Going through the entries below, tally the lines that hold the word "boundaries" and state the result alone.

RECORDS FOR THIS TASK section start

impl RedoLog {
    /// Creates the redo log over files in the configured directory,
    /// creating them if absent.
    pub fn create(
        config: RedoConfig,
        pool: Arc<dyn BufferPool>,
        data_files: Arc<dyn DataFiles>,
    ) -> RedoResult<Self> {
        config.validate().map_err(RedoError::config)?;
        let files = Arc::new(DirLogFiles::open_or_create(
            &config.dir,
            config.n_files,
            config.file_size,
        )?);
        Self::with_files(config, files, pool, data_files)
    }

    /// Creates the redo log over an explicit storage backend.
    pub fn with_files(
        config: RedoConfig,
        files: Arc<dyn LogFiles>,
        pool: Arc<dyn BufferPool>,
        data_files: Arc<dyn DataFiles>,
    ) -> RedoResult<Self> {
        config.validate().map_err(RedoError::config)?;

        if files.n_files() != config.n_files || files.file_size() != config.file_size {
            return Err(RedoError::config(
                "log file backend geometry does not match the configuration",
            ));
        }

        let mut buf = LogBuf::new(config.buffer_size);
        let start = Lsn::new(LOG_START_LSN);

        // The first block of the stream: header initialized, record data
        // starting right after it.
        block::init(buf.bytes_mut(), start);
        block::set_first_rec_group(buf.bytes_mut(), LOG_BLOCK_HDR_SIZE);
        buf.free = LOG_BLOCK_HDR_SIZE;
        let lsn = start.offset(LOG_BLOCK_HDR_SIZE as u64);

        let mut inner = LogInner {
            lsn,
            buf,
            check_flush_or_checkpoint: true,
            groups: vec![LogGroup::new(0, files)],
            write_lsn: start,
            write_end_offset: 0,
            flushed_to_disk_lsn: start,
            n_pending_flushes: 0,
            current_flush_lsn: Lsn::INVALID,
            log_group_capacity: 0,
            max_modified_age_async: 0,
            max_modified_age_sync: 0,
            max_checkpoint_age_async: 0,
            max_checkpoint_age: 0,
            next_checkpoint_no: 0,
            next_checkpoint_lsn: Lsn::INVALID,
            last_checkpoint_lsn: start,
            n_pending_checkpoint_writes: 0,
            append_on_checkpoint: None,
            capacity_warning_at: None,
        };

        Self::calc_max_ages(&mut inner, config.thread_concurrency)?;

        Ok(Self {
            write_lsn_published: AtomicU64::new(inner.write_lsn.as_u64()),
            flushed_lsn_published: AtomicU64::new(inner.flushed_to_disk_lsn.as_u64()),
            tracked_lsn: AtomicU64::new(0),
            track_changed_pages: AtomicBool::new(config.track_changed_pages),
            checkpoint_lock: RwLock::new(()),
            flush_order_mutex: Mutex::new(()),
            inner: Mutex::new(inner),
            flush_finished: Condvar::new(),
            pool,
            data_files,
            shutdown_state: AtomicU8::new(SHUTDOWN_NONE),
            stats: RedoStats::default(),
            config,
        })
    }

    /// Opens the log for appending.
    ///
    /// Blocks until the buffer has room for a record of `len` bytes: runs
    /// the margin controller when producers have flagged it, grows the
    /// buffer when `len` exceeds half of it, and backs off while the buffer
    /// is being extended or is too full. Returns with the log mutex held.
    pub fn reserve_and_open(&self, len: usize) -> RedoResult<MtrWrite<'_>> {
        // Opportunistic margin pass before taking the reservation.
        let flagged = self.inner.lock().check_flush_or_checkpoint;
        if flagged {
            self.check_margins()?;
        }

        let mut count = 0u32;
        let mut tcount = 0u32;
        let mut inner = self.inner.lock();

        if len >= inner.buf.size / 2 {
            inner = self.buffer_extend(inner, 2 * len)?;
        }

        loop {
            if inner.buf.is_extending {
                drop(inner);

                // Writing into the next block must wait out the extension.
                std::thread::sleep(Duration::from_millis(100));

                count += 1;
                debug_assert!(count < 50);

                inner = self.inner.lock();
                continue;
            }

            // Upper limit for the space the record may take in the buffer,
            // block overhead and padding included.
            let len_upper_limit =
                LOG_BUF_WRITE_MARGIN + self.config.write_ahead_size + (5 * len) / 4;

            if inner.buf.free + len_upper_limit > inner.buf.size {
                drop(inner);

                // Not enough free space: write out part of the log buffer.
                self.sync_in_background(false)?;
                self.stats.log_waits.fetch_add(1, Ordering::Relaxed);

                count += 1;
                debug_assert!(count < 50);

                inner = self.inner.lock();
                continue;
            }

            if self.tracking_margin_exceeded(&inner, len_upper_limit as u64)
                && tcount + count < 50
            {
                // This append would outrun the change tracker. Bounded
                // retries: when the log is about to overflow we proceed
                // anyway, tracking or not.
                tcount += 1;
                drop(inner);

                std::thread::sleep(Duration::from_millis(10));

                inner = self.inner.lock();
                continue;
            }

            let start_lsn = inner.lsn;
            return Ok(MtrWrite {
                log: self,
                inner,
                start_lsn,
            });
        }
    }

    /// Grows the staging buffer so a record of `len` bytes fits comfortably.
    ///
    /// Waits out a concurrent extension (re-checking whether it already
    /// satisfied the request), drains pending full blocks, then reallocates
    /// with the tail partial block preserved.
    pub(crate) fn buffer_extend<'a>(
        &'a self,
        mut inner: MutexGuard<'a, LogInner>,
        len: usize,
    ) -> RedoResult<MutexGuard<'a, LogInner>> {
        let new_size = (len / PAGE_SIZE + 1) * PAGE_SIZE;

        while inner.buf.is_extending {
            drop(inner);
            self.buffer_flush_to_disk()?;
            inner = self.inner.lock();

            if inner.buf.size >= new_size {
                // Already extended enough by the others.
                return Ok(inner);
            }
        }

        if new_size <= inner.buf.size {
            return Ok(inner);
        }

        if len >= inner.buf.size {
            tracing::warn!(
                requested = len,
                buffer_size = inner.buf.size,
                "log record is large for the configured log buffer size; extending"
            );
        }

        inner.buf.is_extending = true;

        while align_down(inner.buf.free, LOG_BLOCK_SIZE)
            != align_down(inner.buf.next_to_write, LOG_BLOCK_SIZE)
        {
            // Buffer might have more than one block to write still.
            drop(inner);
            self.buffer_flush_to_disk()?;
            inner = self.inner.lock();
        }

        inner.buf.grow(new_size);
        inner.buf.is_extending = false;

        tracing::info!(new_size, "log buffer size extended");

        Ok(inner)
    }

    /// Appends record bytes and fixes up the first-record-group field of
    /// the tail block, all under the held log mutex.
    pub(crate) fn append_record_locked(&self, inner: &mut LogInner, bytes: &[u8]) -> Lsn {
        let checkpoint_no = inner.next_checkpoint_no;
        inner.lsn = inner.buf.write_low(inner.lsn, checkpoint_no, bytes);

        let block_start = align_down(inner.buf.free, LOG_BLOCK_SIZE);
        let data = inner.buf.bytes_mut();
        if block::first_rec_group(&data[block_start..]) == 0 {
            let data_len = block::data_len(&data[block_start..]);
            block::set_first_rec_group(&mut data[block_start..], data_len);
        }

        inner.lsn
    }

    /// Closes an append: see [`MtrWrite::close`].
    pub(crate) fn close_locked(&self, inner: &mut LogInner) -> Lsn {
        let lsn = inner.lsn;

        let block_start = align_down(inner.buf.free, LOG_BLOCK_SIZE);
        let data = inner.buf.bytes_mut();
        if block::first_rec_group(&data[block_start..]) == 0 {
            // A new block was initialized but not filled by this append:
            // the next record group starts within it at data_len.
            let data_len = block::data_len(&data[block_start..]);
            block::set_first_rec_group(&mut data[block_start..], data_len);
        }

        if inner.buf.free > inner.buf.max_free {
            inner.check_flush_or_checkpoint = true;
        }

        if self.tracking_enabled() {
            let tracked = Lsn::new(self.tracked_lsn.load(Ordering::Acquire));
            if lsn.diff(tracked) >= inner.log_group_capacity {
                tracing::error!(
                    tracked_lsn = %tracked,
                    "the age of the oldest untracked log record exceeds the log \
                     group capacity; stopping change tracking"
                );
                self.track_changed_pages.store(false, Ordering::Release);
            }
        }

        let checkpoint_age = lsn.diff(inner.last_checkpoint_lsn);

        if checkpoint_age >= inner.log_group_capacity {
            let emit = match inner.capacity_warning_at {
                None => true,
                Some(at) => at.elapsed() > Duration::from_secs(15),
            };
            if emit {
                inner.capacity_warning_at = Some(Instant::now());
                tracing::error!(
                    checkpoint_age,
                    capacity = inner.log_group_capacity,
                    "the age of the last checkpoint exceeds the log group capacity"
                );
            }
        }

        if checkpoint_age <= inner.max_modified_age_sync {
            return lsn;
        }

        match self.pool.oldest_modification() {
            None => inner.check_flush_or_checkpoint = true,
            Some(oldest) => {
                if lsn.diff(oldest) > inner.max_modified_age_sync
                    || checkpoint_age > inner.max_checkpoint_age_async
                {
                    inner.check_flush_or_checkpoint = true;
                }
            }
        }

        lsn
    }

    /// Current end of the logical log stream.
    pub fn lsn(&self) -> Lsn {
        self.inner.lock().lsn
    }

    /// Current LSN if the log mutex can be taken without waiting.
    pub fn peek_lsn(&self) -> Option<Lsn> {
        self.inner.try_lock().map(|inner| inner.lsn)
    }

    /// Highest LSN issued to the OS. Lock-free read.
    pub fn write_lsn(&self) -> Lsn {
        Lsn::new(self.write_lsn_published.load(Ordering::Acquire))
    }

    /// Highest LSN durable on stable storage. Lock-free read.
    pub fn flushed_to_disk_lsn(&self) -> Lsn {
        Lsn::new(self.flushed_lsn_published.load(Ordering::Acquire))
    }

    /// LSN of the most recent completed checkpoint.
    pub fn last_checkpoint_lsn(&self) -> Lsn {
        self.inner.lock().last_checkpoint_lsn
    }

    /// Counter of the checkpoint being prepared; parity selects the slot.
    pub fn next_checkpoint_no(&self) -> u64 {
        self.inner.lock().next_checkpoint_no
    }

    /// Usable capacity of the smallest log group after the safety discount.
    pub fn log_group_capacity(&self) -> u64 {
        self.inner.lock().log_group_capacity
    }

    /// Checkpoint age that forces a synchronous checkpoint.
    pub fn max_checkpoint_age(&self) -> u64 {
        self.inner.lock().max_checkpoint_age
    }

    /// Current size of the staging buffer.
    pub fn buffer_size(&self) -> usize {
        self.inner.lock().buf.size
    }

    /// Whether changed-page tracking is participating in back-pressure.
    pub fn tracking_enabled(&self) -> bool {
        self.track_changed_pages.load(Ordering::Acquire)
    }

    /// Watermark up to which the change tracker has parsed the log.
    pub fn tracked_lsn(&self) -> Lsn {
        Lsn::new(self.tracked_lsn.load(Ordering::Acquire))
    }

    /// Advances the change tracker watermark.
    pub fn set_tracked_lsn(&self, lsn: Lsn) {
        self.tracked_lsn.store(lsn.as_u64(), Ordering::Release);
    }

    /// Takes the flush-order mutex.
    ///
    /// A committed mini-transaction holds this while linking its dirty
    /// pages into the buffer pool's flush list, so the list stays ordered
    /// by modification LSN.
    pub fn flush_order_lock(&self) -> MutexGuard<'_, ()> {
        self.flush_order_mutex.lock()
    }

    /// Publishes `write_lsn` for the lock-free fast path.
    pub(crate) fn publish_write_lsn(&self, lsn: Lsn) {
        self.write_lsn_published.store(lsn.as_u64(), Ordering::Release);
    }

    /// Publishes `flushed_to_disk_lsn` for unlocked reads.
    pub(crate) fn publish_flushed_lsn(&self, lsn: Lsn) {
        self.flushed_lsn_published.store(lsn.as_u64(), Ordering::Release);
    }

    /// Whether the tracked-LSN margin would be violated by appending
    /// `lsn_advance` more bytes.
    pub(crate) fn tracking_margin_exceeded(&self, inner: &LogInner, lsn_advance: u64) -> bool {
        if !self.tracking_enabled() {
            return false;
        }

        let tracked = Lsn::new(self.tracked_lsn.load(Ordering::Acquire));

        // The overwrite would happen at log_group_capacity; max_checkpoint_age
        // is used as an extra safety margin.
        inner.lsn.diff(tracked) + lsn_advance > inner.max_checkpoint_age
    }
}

RECORDS FOR THIS TASK section end
RECORDS FOR THIS TASK section start

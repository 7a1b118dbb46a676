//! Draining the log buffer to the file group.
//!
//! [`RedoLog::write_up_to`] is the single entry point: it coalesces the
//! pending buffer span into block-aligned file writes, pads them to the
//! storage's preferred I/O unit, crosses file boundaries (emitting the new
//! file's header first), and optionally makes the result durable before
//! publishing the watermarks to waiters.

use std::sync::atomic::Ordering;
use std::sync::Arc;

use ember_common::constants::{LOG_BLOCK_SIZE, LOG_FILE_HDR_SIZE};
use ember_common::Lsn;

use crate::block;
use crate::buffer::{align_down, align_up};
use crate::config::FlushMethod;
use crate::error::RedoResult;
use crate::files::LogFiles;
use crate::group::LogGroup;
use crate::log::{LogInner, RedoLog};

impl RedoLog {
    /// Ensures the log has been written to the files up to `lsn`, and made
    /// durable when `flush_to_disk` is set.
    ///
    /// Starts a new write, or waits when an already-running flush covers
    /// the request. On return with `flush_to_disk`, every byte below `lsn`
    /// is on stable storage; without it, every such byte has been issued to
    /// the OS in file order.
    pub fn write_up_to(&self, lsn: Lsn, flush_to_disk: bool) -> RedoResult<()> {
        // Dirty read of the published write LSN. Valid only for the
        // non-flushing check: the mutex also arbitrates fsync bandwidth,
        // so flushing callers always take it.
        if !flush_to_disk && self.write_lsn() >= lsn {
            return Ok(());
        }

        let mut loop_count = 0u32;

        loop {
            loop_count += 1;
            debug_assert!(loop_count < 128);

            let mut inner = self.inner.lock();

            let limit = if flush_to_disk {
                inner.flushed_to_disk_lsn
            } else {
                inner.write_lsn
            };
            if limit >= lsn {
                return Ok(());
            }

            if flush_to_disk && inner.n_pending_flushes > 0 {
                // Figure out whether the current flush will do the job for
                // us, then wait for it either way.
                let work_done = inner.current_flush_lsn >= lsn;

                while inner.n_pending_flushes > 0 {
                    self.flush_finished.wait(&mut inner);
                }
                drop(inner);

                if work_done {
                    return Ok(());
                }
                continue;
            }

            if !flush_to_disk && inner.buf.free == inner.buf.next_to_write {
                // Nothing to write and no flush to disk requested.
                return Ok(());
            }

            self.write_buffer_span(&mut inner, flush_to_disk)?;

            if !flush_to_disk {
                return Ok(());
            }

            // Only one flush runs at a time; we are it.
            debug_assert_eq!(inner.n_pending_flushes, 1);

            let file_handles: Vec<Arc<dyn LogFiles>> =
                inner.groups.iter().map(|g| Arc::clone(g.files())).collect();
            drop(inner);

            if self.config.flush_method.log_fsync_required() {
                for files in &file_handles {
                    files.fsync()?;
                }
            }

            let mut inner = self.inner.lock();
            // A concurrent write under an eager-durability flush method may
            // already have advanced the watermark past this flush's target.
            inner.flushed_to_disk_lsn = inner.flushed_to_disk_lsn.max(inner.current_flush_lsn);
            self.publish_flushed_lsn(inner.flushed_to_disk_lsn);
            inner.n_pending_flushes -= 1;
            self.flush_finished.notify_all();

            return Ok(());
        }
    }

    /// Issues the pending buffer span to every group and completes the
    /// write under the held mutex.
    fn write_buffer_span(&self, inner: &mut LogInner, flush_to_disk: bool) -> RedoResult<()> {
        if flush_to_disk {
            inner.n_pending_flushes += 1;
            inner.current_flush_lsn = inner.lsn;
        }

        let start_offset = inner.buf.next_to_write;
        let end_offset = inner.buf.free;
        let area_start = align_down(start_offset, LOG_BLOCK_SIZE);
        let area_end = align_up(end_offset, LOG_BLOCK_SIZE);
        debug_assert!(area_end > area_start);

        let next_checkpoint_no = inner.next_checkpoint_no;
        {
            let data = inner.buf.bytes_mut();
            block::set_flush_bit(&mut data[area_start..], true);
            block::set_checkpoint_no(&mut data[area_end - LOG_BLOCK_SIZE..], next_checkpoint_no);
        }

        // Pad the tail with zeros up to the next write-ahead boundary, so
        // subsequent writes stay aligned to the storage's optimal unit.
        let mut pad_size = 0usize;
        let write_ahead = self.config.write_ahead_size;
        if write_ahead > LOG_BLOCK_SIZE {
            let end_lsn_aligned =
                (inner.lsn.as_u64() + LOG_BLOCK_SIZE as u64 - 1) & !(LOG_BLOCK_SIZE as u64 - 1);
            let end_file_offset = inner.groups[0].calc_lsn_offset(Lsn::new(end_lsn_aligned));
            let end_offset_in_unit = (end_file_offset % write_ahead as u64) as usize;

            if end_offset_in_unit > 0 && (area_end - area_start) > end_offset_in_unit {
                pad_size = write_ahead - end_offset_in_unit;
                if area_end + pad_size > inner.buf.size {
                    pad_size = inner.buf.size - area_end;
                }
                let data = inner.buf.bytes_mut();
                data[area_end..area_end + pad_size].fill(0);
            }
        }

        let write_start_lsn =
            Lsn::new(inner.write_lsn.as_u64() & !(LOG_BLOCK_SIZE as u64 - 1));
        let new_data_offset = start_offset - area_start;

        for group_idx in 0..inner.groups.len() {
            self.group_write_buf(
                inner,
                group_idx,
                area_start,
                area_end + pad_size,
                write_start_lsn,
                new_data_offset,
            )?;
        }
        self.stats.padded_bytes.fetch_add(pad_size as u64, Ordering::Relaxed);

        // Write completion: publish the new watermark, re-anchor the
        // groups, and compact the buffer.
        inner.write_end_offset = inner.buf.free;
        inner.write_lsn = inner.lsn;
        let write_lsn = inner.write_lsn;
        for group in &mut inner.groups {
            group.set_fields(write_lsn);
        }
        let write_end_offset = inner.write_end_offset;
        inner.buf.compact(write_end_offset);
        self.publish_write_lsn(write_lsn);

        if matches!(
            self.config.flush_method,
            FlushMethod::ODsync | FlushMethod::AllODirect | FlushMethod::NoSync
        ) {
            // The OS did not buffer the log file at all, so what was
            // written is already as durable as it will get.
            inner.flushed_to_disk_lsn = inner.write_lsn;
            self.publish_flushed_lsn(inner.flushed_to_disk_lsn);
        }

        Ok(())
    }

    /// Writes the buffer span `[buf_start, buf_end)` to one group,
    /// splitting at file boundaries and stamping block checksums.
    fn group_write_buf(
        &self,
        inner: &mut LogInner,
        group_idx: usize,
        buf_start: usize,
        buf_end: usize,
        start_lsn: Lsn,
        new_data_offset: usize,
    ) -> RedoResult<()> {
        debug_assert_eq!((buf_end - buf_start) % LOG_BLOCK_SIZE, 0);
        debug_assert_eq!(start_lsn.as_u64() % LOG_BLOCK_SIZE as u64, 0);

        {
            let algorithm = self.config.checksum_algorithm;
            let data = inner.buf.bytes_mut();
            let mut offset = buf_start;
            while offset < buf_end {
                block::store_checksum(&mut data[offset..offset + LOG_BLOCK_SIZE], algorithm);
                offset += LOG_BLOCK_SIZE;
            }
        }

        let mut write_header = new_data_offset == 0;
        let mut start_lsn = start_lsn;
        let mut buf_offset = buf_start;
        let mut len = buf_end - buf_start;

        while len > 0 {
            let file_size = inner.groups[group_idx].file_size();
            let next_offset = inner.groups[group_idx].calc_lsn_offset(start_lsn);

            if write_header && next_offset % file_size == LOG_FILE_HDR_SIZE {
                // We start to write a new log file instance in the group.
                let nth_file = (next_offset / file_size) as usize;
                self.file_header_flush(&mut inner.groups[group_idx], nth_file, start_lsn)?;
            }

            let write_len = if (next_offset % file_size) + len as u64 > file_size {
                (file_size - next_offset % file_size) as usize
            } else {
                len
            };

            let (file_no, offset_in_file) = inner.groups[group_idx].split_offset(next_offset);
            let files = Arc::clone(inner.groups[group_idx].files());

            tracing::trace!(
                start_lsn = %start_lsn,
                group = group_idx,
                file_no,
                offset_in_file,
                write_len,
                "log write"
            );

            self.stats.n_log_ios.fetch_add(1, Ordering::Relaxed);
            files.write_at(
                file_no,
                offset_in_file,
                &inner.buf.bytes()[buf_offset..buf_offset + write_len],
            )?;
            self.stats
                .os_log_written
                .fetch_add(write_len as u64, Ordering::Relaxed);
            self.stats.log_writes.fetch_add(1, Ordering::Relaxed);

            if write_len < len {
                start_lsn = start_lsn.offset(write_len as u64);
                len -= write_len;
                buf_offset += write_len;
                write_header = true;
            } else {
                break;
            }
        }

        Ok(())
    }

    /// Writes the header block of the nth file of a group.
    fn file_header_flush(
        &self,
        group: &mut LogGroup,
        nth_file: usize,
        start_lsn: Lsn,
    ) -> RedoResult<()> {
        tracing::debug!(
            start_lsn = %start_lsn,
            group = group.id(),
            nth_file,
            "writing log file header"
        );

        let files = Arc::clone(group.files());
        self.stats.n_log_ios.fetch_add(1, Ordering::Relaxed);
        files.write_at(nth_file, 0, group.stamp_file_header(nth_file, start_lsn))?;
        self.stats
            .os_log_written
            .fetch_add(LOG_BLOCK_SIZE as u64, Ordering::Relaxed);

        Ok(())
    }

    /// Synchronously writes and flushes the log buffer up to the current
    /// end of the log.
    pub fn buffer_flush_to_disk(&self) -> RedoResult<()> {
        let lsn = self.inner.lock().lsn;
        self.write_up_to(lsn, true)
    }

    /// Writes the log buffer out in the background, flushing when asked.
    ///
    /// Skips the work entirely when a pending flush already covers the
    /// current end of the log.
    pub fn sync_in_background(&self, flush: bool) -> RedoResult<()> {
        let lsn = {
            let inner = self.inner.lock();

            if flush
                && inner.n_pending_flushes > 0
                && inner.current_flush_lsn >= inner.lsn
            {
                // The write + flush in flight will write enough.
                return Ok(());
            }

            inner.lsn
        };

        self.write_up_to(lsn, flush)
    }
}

RECORDS FOR THIS TASK section end

▶ **RESULT FOR THIS EXERCISE**
2